> **Work request**
Copy the data exactly. No line may be skipped.
##########
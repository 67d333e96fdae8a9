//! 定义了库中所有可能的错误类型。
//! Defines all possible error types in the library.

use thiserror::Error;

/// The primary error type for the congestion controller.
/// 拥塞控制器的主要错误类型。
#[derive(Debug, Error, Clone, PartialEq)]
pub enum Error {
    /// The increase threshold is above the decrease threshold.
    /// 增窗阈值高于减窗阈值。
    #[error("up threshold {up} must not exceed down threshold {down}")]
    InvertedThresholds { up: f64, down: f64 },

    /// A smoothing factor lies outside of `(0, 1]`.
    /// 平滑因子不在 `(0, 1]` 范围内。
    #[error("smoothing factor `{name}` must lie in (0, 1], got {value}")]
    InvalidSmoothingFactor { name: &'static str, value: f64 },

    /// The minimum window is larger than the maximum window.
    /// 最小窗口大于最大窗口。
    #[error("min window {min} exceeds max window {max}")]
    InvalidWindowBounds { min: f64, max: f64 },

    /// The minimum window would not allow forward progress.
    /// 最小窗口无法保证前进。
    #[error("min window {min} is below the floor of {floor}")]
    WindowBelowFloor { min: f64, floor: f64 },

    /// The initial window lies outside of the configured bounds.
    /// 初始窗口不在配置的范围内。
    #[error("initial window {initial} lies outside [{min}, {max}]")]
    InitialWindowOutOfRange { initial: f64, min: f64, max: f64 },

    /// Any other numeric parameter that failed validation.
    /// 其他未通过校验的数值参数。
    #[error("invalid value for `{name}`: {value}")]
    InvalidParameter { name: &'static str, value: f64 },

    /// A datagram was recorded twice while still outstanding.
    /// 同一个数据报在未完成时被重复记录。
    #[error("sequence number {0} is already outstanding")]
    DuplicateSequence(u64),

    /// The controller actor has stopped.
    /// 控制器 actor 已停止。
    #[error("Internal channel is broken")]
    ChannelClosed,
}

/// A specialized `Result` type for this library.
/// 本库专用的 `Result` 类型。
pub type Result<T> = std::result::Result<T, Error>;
##########
> **Task result**
repository 67d333e96fdae8a9
//! 定义了库中所有可能的错误类型。
//! Defines all possible error types in the library.

use thiserror::Error;

/// The primary error type for the congestion controller.
/// 拥塞控制器的主要错误类型。
#[derive(Debug, Error, Clone, PartialEq)]
pub enum Error {
    /// The increase threshold is above the decrease threshold.
    /// 增窗阈值高于减窗阈值。
    #[error("up threshold {up} must not exceed down threshold {down}")]
    InvertedThresholds { up: f64, down: f64 },

    /// A smoothing factor lies outside of `(0, 1]`.
    /// 平滑因子不在 `(0, 1]` 范围内。
    #[error("smoothing factor `{name}` must lie in (0, 1], got {value}")]
    InvalidSmoothingFactor { name: &'static str, value: f64 },

    /// The minimum window is larger than the maximum window.
    /// 最小窗口大于最大窗口。
    #[error("min window {min} exceeds max window {max}")]
    InvalidWindowBounds { min: f64, max: f64 },

    /// The minimum window would not allow forward progress.
    /// 最小窗口无法保证前进。
    #[error("min window {min} is below the floor of {floor}")]
    WindowBelowFloor { min: f64, floor: f64 },

    /// The initial window lies outside of the configured bounds.
    /// 初始窗口不在配置的范围内。
    #[error("initial window {initial} lies outside [{min}, {max}]")]
    InitialWindowOutOfRange { initial: f64, min: f64, max: f64 },

    /// Any other numeric parameter that failed validation.
    /// 其他未通过校验的数值参数。
    #[error("invalid value for `{name}`: {value}")]
    InvalidParameter { name: &'static str, value: f64 },

    /// A datagram was recorded twice while still outstanding.
    /// 同一个数据报在未完成时被重复记录。
    #[error("sequence number {0} is already outstanding")]
    DuplicateSequence(u64),

    /// The controller actor has stopped.
    /// 控制器 actor 已停止。
    #[error("Internal channel is broken")]
    ChannelClosed,
}

/// A specialized `Result` type for this library.
/// 本库专用的 `Result` 类型。
pub type Result<T> = std::result::Result<T, Error>;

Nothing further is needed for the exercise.